What course of action can a partner in an LLC take if another partner is inactive?
I have a client whose business is compromised of 3 partners (50/40/10). The 40% partner has not contributed or been involved in the business for almost 2 years. What can the 50% & 10% partners do to remove the 40% partner? The partnership is in Utah, has $0 revenue, and has no assets or liabilities.
I'm no lawyer, but the 50% and 10% partners should be able vote out the 40% partner. They would have to agree upon a buy-out settlement.
Without any assets, the company is worth nothing. The 40% partner will argue there is future value, which is what he invested in. If they can get the 40% partner to agree, then buying his initial investment + interest would be a fair value, IMO.
The operating agreement will detail how to dissolve a partner if they hired a good attorney to write it.
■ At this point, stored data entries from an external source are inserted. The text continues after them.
/// Core flow definition types
///
/// Defines the node/edge graph stored for every flow. Definitions arrive as
/// React Flow exports (`{"reactflow": {"nodes": [...], "edges": [...]}}`) and
/// are parsed once per run attempt into the flattened structures below.

use crate::workflow::value::ValueExt;
use serde::{Deserialize, Serialize};
use serde_json::{Map, Value};

/// Node types that can start a run
pub const TRIGGER_TYPES: [&str; 4] = ["cron", "webhook", "httpTrigger", "trigger"];

/// Errors raised while turning stored flow JSON into a definition
#[derive(Debug, thiserror::Error)]
pub enum PlanningError {
    /// The stored text is not valid JSON or does not match the node/edge shape
    #[error("malformed flow definition: {0}")]
    Malformed(#[from] serde_json::Error),

    /// Valid JSON, but not an object carrying a graph
    #[error("malformed flow definition: {0}")]
    InvalidShape(String),
}

/// A complete flow definition: ordered nodes plus the edges between them
#[derive(Debug, Clone, Default, Serialize, Deserialize)]
pub struct FlowDefinition {
    /// Nodes in editor order (the array index is the final planning tie-break)
    #[serde(default)]
    pub nodes: Vec<FlowNode>,
    /// Directed connections between nodes
    #[serde(default)]
    pub edges: Vec<FlowEdge>,
}

impl FlowDefinition {
    /// Parse a stored definition
    ///
    /// Accepts both the wrapped `{"reactflow": {...}}` document and a bare
    /// `{"nodes": [...], "edges": [...]}` object. Missing arrays are empty.
    pub fn parse(raw: &str) -> Result<Self, PlanningError> {
        let document: Value = serde_json::from_str(raw)?;
        let graph = match document {
            Value::Object(mut map) => match map.remove("reactflow") {
                Some(inner @ Value::Object(_)) => inner,
                Some(Value::Null) | None => Value::Object(map),
                Some(other) => {
                    return Err(PlanningError::InvalidShape(format!(
                        "expected 'reactflow' to be an object, found {}",
                        json_kind(&other)
                    )))
                }
            },
            other => {
                return Err(PlanningError::InvalidShape(format!(
                    "expected an object, found {}",
                    json_kind(&other)
                )))
            }
        };

        Ok(serde_json::from_value(graph)?)
    }

    /// Look up a node by id (first occurrence wins)
    pub fn node(&self, node_id: &str) -> Option<&FlowNode> {
        self.nodes.iter().find(|node| node.id == node_id)
    }

    /// First cron node's `expression`, if the flow has one
    pub fn cron_expression(&self) -> Option<&str> {
        self.nodes
            .iter()
            .find(|node| node.node_type == "cron")
            .and_then(|node| node.config.str_at("expression"))
            .map(str::trim)
    }
}

/// Canvas position of a node, used to order ties the way the editor shows them
#[derive(Debug, Clone, Copy, Default, PartialEq, Serialize, Deserialize)]
pub struct Position {
    #[serde(default)]
    pub x: f64,
    #[serde(default)]
    pub y: f64,
}

/// A single node in the flow graph
///
/// The wire format nests type-specific fields under `data`; this struct
/// flattens them. `node_type` is the effective type used for dispatch:
/// `data.nodeType` when present, otherwise the React Flow `type`.
#[derive(Debug, Clone, Serialize, Deserialize)]
#[serde(from = "WireNode", into = "WireNode")]
pub struct FlowNode {
    /// Unique node identifier within the flow
    pub id: String,
    /// React Flow renderer type (e.g. "custom", "cron")
    pub kind_hint: String,
    /// Effective node type driving execution (e.g. "httpRequest", "if")
    pub node_type: String,
    /// Human-readable label shown in the editor
    pub label: String,
    /// Canvas position
    pub position: Position,
    /// Node-specific configuration (always an object)
    pub config: Value,
}

impl FlowNode {
    /// Execution category of this node
    pub fn kind(&self) -> NodeKind {
        NodeKind::classify(&self.node_type)
    }

    /// Whether this node is one of the run-starting trigger types
    pub fn is_trigger(&self) -> bool {
        TRIGGER_TYPES.contains(&self.node_type.as_str())
    }

    /// `continueOnFail` from config, as a boolean or truthy string
    pub fn continue_on_fail(&self) -> bool {
        self.config.bool_flag("continueOnFail")
    }

    /// Display name used for the node's step record
    pub fn display_name(&self) -> String {
        if !self.label.trim().is_empty() {
            self.label.clone()
        } else if !self.node_type.is_empty() {
            self.node_type.clone()
        } else {
            self.id.clone()
        }
    }
}

/// Execution category derived from a node's declared type
#[derive(Debug, Clone, Copy, PartialEq, Eq)]
pub enum NodeKind {
    /// `cron`, `webhook`, `httpTrigger`, `trigger`
    Trigger,
    /// `errorTrigger`: passes its input through
    ErrorTrigger,
    /// Conditional branch driven by the condition evaluator
    If,
    /// Fan-in node gated on all predecessors
    Merge,
    /// Generic outbound HTTP call
    HttpRequest,
    /// Credentialed connector call (`gmail`, `gsheets`, `github`, `app`, AI models)
    Integration,
    /// Anything else: simulated success
    Unknown,
}

impl NodeKind {
    /// Classify a declared node type
    pub fn classify(node_type: &str) -> Self {
        match node_type {
            t if TRIGGER_TYPES.contains(&t) => NodeKind::Trigger,
            "errorTrigger" => NodeKind::ErrorTrigger,
            "if" => NodeKind::If,
            "merge" => NodeKind::Merge,
            "httpRequest" => NodeKind::HttpRequest,
            "gmail" | "gsheets" | "github" | "app" | "aiAgent" => NodeKind::Integration,
            t if is_chat_model(t) => NodeKind::Integration,
            _ => NodeKind::Unknown,
        }
    }
}

/// Provider-specific chat node types
pub const CHAT_MODEL_TYPES: [&str; 3] = ["chatModel", "openaiChat", "geminiChat"];

/// Chat-model family: `chatModel`, `openaiChat`, `geminiChat`, `*ChatModel`
pub fn is_chat_model(node_type: &str) -> bool {
    CHAT_MODEL_TYPES
        .iter()
        .any(|t| t.eq_ignore_ascii_case(node_type))
        || node_type.to_ascii_lowercase().ends_with("chatmodel")
}

/// Directed connection between two nodes
#[derive(Debug, Clone, Default, Serialize, Deserialize)]
#[serde(rename_all = "camelCase")]
pub struct FlowEdge {
    #[serde(default)]
    pub id: String,
    pub source: String,
    pub target: String,
    /// Output handle on the source node ("true"/"false" on `if` nodes)
    #[serde(default)]
    pub source_handle: Option<String>,
    #[serde(default)]
    pub target_handle: Option<String>,
}

impl FlowEdge {
    /// Source handle with `None` normalized to an empty string
    pub fn handle(&self) -> &str {
        self.source_handle.as_deref().unwrap_or("").trim()
    }
}

/// Stored flow row as seen by the scheduler
#[derive(Debug, Clone, Serialize, Deserialize)]
pub struct FlowRecord {
    pub id: String,
    pub name: String,
    /// Archived flows are never scheduled
    pub archived: bool,
    /// Raw definition JSON
    pub definition: String,
}

// Wire format ---------------------------------------------------------------

#[derive(Debug, Clone, Default, Serialize, Deserialize)]
#[serde(rename_all = "camelCase")]
struct WireNodeData {
    #[serde(default, skip_serializing_if = "Option::is_none")]
    node_type: Option<String>,
    #[serde(default, skip_serializing_if = "Option::is_none")]
    label: Option<String>,
    #[serde(default)]
    config: Value,
}

#[derive(Debug, Clone, Serialize, Deserialize)]
struct WireNode {
    id: String,
    #[serde(rename = "type", default)]
    kind: Option<String>,
    #[serde(default)]
    position: Position,
    #[serde(default)]
    data: WireNodeData,
}

impl From<WireNode> for FlowNode {
    fn from(wire: WireNode) -> Self {
        let kind_hint = wire.kind.unwrap_or_default();
        let node_type = wire
            .data
            .node_type
            .filter(|t| !t.trim().is_empty())
            .unwrap_or_else(|| kind_hint.clone());
        let config = match wire.data.config {
            Value::Object(map) => Value::Object(map),
            _ => Value::Object(Map::new()),
        };

        Self {
            id: wire.id,
            kind_hint,
            node_type,
            label: wire.data.label.unwrap_or_default(),
            position: wire.position,
            config,
        }
    }
}

impl From<FlowNode> for WireNode {
    fn from(node: FlowNode) -> Self {
        Self {
            id: node.id,
            kind: Some(node.kind_hint),
            position: node.position,
            data: WireNodeData {
                node_type: Some(node.node_type),
                label: Some(node.label),
                config: node.config,
            },
        }
    }
}

fn json_kind(value: &Value) -> &'static str {
    match value {
        Value::Null => "null",
        Value::Bool(_) => "a boolean",
        Value::Number(_) => "a number",
        Value::String(_) => "a string",
        Value::Array(_) => "an array",
        Value::Object(_) => "an object",
    }
}

#[cfg(test)]
mod tests {
    use super::*;

    const FLOW: &str = r#"{
        "reactflow": {
            "nodes": [
                {"id": "n1", "type": "cron", "position": {"x": 10, "y": 20},
                 "data": {"label": "Every minute", "config": {"expression": "* * * * *"}}},
                {"id": "n2", "type": "custom", "position": {"x": 200.5, "y": 20},
                 "data": {"nodeType": "httpRequest", "label": "Fetch", "config": {"url": "https://example.com", "continueOnFail": "true"}}}
            ],
            "edges": [
                {"id": "e1", "source": "n1", "target": "n2", "sourceHandle": null, "targetHandle": null}
            ]
        }
    }"#;

    #[test]
    fn test_parse_wrapped_definition() {
        let flow = FlowDefinition::parse(FLOW).unwrap();
        assert_eq!(flow.nodes.len(), 2);
        assert_eq!(flow.edges.len(), 1);

        let cron = &flow.nodes[0];
        assert_eq!(cron.node_type, "cron");
        assert!(cron.is_trigger());
        assert_eq!(cron.kind(), NodeKind::Trigger);

        let http = &flow.nodes[1];
        assert_eq!(http.node_type, "httpRequest");
        assert_eq!(http.kind_hint, "custom");
        assert_eq!(http.position.x, 200.5);
        assert!(http.continue_on_fail());
        assert_eq!(flow.edges[0].handle(), "");
        assert_eq!(flow.cron_expression(), Some("* * * * *"));
    }

    #[test]
    fn test_parse_bare_definition_and_missing_arrays() {
        let flow = FlowDefinition::parse(r#"{"nodes": [{"id": "a", "type": "if"}]}"#).unwrap();
        assert_eq!(flow.nodes.len(), 1);
        assert!(flow.edges.is_empty());
        assert_eq!(flow.nodes[0].kind(), NodeKind::If);
        assert!(flow.nodes[0].config.is_object());

        let empty = FlowDefinition::parse("{}").unwrap();
        assert!(empty.nodes.is_empty());
    }

    #[test]
    fn test_parse_rejects_malformed_json() {
        assert!(matches!(
            FlowDefinition::parse("{not json"),
            Err(PlanningError::Malformed(_))
        ));
        assert!(matches!(
            FlowDefinition::parse("[1, 2]"),
            Err(PlanningError::InvalidShape(_))
        ));
        assert!(matches!(
            FlowDefinition::parse(r#"{"reactflow": {"nodes": "nope"}}"#),
            Err(PlanningError::Malformed(_))
        ));
    }

    #[test]
    fn test_node_kind_classification() {
        assert_eq!(NodeKind::classify("webhook"), NodeKind::Trigger);
        assert_eq!(NodeKind::classify("errorTrigger"), NodeKind::ErrorTrigger);
        assert_eq!(NodeKind::classify("merge"), NodeKind::Merge);
        assert_eq!(NodeKind::classify("gmail"), NodeKind::Integration);
        assert_eq!(NodeKind::classify("openaiChat"), NodeKind::Integration);
        assert_eq!(NodeKind::classify("lmChatModel"), NodeKind::Integration);
        assert_eq!(NodeKind::classify("slackchat"), NodeKind::Unknown);
        assert_eq!(NodeKind::classify("groupChat"), NodeKind::Unknown);
        assert_eq!(NodeKind::classify("stickyNote"), NodeKind::Unknown);
    }

    #[test]
    fn test_round_trip_keeps_wire_shape() {
        let flow = FlowDefinition::parse(FLOW).unwrap();
        let encoded = serde_json::to_value(&flow).unwrap();
        assert_eq!(encoded["nodes"][1]["data"]["nodeType"], "httpRequest");
        assert_eq!(encoded["nodes"][1]["type"], "custom");
    }
}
Another option is just voting to lower the 40% owners shares to 5% or less - depending on his involvement so far.
Hopefully you can do this without argument...otherwise a tough legal battle is in your near future. Good Luck!
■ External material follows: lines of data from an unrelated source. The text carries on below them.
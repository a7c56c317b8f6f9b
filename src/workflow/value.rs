/// Typed accessors over dynamic JSON values
///
/// Node configs and node outputs are heterogeneous, so they stay as
/// `serde_json::Value`. This module gives the places that care about types
/// (condition evaluator, input builders, config readers) a small set of
/// checked accessors instead of ad-hoc `get().and_then()` chains.

use serde_json::{Map, Value};

/// Strings accepted as `true` when a flag is stored as text
const TRUTHY: [&str; 5] = ["true", "1", "yes", "y", "on"];

/// Strings accepted as `false` when a flag is stored as text
const FALSY: [&str; 5] = ["false", "0", "no", "n", "off"];

/// Typed accessor helpers for JSON values
pub trait ValueExt {
    /// Non-empty string field (whitespace-only counts as empty)
    fn str_at(&self, key: &str) -> Option<&str>;

    /// Boolean flag stored either as a JSON bool or as a truthy string
    fn bool_flag(&self, key: &str) -> bool;

    /// Object field
    fn object_at(&self, key: &str) -> Option<&Map<String, Value>>;

    /// Resolve a dot-path (`a.b.0.c`, `a.b[0].c`) into this value
    fn lookup_path(&self, path: &str) -> Option<&Value>;
}

impl ValueExt for Value {
    fn str_at(&self, key: &str) -> Option<&str> {
        self.get(key)
            .and_then(Value::as_str)
            .filter(|s| !s.trim().is_empty())
    }

    fn bool_flag(&self, key: &str) -> bool {
        match self.get(key) {
            Some(Value::Bool(b)) => *b,
            Some(Value::String(s)) => parse_bool_str(s).unwrap_or(false),
            Some(Value::Number(n)) => n.as_f64().is_some_and(|f| f != 0.0),
            _ => false,
        }
    }

    fn object_at(&self, key: &str) -> Option<&Map<String, Value>> {
        self.get(key).and_then(Value::as_object)
    }

    fn lookup_path(&self, path: &str) -> Option<&Value> {
        let normalized = path.replace('[', ".").replace(']', "");
        let mut current = self;
        for segment in normalized.split('.').filter(|s| !s.is_empty()) {
            current = match current {
                Value::Object(map) => map.get(segment)?,
                Value::Array(items) => items.get(segment.parse::<usize>().ok()?)?,
                _ => return None,
            };
        }
        Some(current)
    }
}

/// Parse a boolean out of its common textual spellings
pub fn parse_bool_str(raw: &str) -> Option<bool> {
    let lowered = raw.trim().to_lowercase();
    if TRUTHY.contains(&lowered.as_str()) {
        Some(true)
    } else if FALSY.contains(&lowered.as_str()) {
        Some(false)
    } else {
        None
    }
}

/// Render a value as plain text: strings without quotes, everything else as JSON
pub fn to_plain_string(value: &Value) -> String {
    match value {
        Value::String(s) => s.clone(),
        Value::Null => String::new(),
        other => other.to_string(),
    }
}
It depends on the operating agreement and the relevant State laws under which the LLC was formed, e.g. Utah ( or maybe Delaware?). The operating agreement must specify the time, place and procedures for any member withdrawal or expulsion. If the operating agreement is silent on these topics, and absent a member being convicted of something serious, most states prohibit a member being expelled. In other words you can't just decide to kick someone out of a business they helped form unless you all agreed that could happen up front. If the latter is the case you may have to dissolve the LLC (again per the operating agreement) and reincorporate without the member in question.
1. Legally it would depend on the share structure.
2. Finacially it would depend on the tax position and types of shares issued to each shareholder.
3. Ethically the advice should be to see a lawyer as giving advice without accreditation is like doing brain surgery without being a surgeon;-)
As others described it - the operating agreement is the place to look at. Often the agreement may require a 80% vote for capital structure decisions. In that case you will not be able to do anything with the partner that owns 40% - especially if the idle partner got that equity due to an investment they made which would be in the capitalization table as part of the operating agreement. I am not sure that when you say that the partner has no assets or liabilities this is what you mean.
Let me add some points others have not addressed:
1) Tax advantages of having the Utah partner on board. Because you are an LLC that partner is getting a Schedule K-1 so he is paying taxes to the tune of 40% of the profit of the company. Now as you say if he has 0% revenue he may not be getting a K-1. Legally he is required to pay taxes - even if your Operating Agreement absolves him of this obligation. Hence this is real cash he has to pay to government on your behalf. Ask him to pay this annually. If he does not want to he will come to you and ask him to be taken off the partnership. End of story.
2) Compensation: Since the other 2 partners are working partners you are entitled to a salary. Again based on the Operating Agreement you will likely have 2 clearly defined committees: the Owners and the Managers of the company. The Owners decide capital structure and key decisions for the company: M&A, sale, options issue. However other decisions such as Compensation, hiring, etc. are left to the Managers of the company. Seems like you two would be managers of the company and Utah guy is only on the Owner committee. If so you can draw a salary for services rendered. This is obviously fair and legal too. This way you will be compensated somewhat for the fact that he does not work in the company.
Remember that ownership in the company may seem very valuable to you and it is easy to emotionally attached to your 'baby'. Hence equity matters. But in the big picture cash is king (so is time).
Without additional structured details it would be extremely hard to consult short of saying to look around for someone to buy out the partnership position.
Discuss with them what it would take to buy their position out and go from there.
Also definitely consult with an attorney and show cause as to why there is a issue and decide on the best route to solve the issue.
We all know about hindsight & foresight. When we set up our LLC, we appended a compensation agreement signed by all members, to the operating agreement. It spelled out compensation separately from shares of ownership.